Today, the world is witnessing unprecedented levels of displacement. According to UNHCR, at the end of 2021, the total number of people worldwide who were forced to flee their homes due to conflicts, violence, fear of persecution and human rights violations was 89.3 million, this includes nearly 27 million refugees, over half of whom are under the age of eighteen.
While emergency housing has dominated the discourse surrounding displacement in the architecture industry, it is critical for architects and planners to study and respond to the socio-cultural ramifications of population movements. How do we build cities that are adaptive to the holistic needs of fluid populations? How do we ensure that our communities absorb refugees and migrants into their local social fabric?
In response to the Syrian refugee crisis, the two young architects Bonaventura Visconti di Modrone and Leo Bettini Oberkalmsteiner (with the support of the UN International Organization for Migration), have developed the Maidan Tent, thought for a refugee camp in Ritsona, Greece.
The process behind Maidan Tent began in 2016, with the design team making eight visits to the refugee camp, and reflecting on their conversations with refugees. They recognized a psychological ‘migration trauma’ within the community, the result of dangerous journeys in improvised or unsafe rafts across the Mediterranean Sea.

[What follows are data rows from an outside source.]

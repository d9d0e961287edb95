// Copyright 2025 the Understory Authors
// SPDX-License-Identifier: Apache-2.0 OR MIT

//! Radar configuration.

use crate::{Telescope, XZoneMode};

/// Movement, in logical pixels, below which scroll samples are ignored.
pub const DEFAULT_MINIMUM_MOVEMENT: f64 = 15.0;

/// Quiet period, in milliseconds, before a burst of resizes is processed.
pub const DEFAULT_RESIZE_DEBOUNCE: u64 = 64;

/// Configuration passed to [`Radar::new`](crate::Radar::new) and
/// [`Radar::set_state`](crate::Radar::set_state).
///
/// Every field is optional. Unset numeric fields fall back to
/// [`DEFAULT_MINIMUM_MOVEMENT`] and [`DEFAULT_RESIZE_DEBOUNCE`], tracking defaults
/// to on, and the horizontal zone rule defaults to [`XZoneMode::Horizontal`].
/// A configuration without both a telescope and a sky leaves the radar idle: no
/// listeners are installed.
///
/// ```
/// use kurbo::Rect;
/// use understory_radar::{RadarConfig, Surface, Telescope};
///
/// struct Pane(Rect);
/// impl Surface for Pane {
///     fn bounds(&self) -> Rect { self.0 }
/// }
///
/// let config = RadarConfig::new()
///     .with_telescope(Telescope::Element(Pane(Rect::new(0.0, 0.0, 300.0, 500.0))))
///     .with_sky(Pane(Rect::new(0.0, 0.0, 300.0, 5_000.0)))
///     .with_minimum_movement(8.0);
/// assert_eq!(config.minimum_movement, Some(8.0));
/// assert!(config.is_tracking.is_none());
/// ```
#[derive(Clone, Debug)]
pub struct RadarConfig<E> {
    /// The constrained viewport.
    pub telescope: Option<Telescope<E>>,
    /// The full-extent content element.
    pub sky: Option<E>,
    /// Threshold for [`Radar::is_earthquake`](crate::Radar::is_earthquake).
    pub minimum_movement: Option<f64>,
    /// Resize debounce in milliseconds.
    pub resize_debounce: Option<u64>,
    /// Whether scroll events are acted upon.
    pub is_tracking: Option<bool>,
    /// Horizontal zone rule.
    pub x_zone: Option<XZoneMode>,
}

impl<E> Default for RadarConfig<E> {
    fn default() -> Self {
        Self {
            telescope: None,
            sky: None,
            minimum_movement: None,
            resize_debounce: None,
            is_tracking: None,
            x_zone: None,
        }
    }
}

impl<E> RadarConfig<E> {
    /// Creates an empty (idle) configuration.
    #[must_use]
    pub fn new() -> Self {
        Self::default()
    }

    /// Sets the telescope.
    #[must_use]
    pub fn with_telescope(mut self, telescope: Telescope<E>) -> Self {
        self.telescope = Some(telescope);
        self
    }

    /// Sets the sky.
    #[must_use]
    pub fn with_sky(mut self, sky: E) -> Self {
        self.sky = Some(sky);
        self
    }

    /// Sets the minimum movement threshold.
    #[must_use]
    pub fn with_minimum_movement(mut self, minimum_movement: f64) -> Self {
        self.minimum_movement = Some(minimum_movement);
        self
    }

    /// Sets the resize debounce in milliseconds.
    #[must_use]
    pub fn with_resize_debounce(mut self, resize_debounce: u64) -> Self {
        self.resize_debounce = Some(resize_debounce);
        self
    }

    /// Sets whether scroll events are tracked.
    #[must_use]
    pub fn with_tracking(mut self, is_tracking: bool) -> Self {
        self.is_tracking = Some(is_tracking);
        self
    }

    /// Sets the horizontal zone rule.
    #[must_use]
    pub fn with_x_zone(mut self, x_zone: XZoneMode) -> Self {
        self.x_zone = Some(x_zone);
        self
    }
}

In refugee camps, a sprawling arrangement of tents and containers, and a lack of common areas can generate alienation and disorientation. The design team, therefore, believe that the public, organized common area offered by Maidan Tent can allow the community to play, interact, and empathize under a moveable, sheltered, expressive structure. The word ‘Maidan’ is itself derived from the Arabic for ‘square’, further reflecting the scheme’s dedication to social interaction.
Maidan Tent’s distinctive form results from an aluminum structure that is covered by a water, wind, and fire-resistant textile, it covers an area of 200 square meter. The shelter is inherently flexible, with standardized components allowing for easy installation and maintenance, and eight modular spaces which can be adapted for a range of uses. The scheme’s circular shape is a conscious attempt to invite people to enter from any direction, where a series of semi-private spaces can enable refugees to establish personal relationships.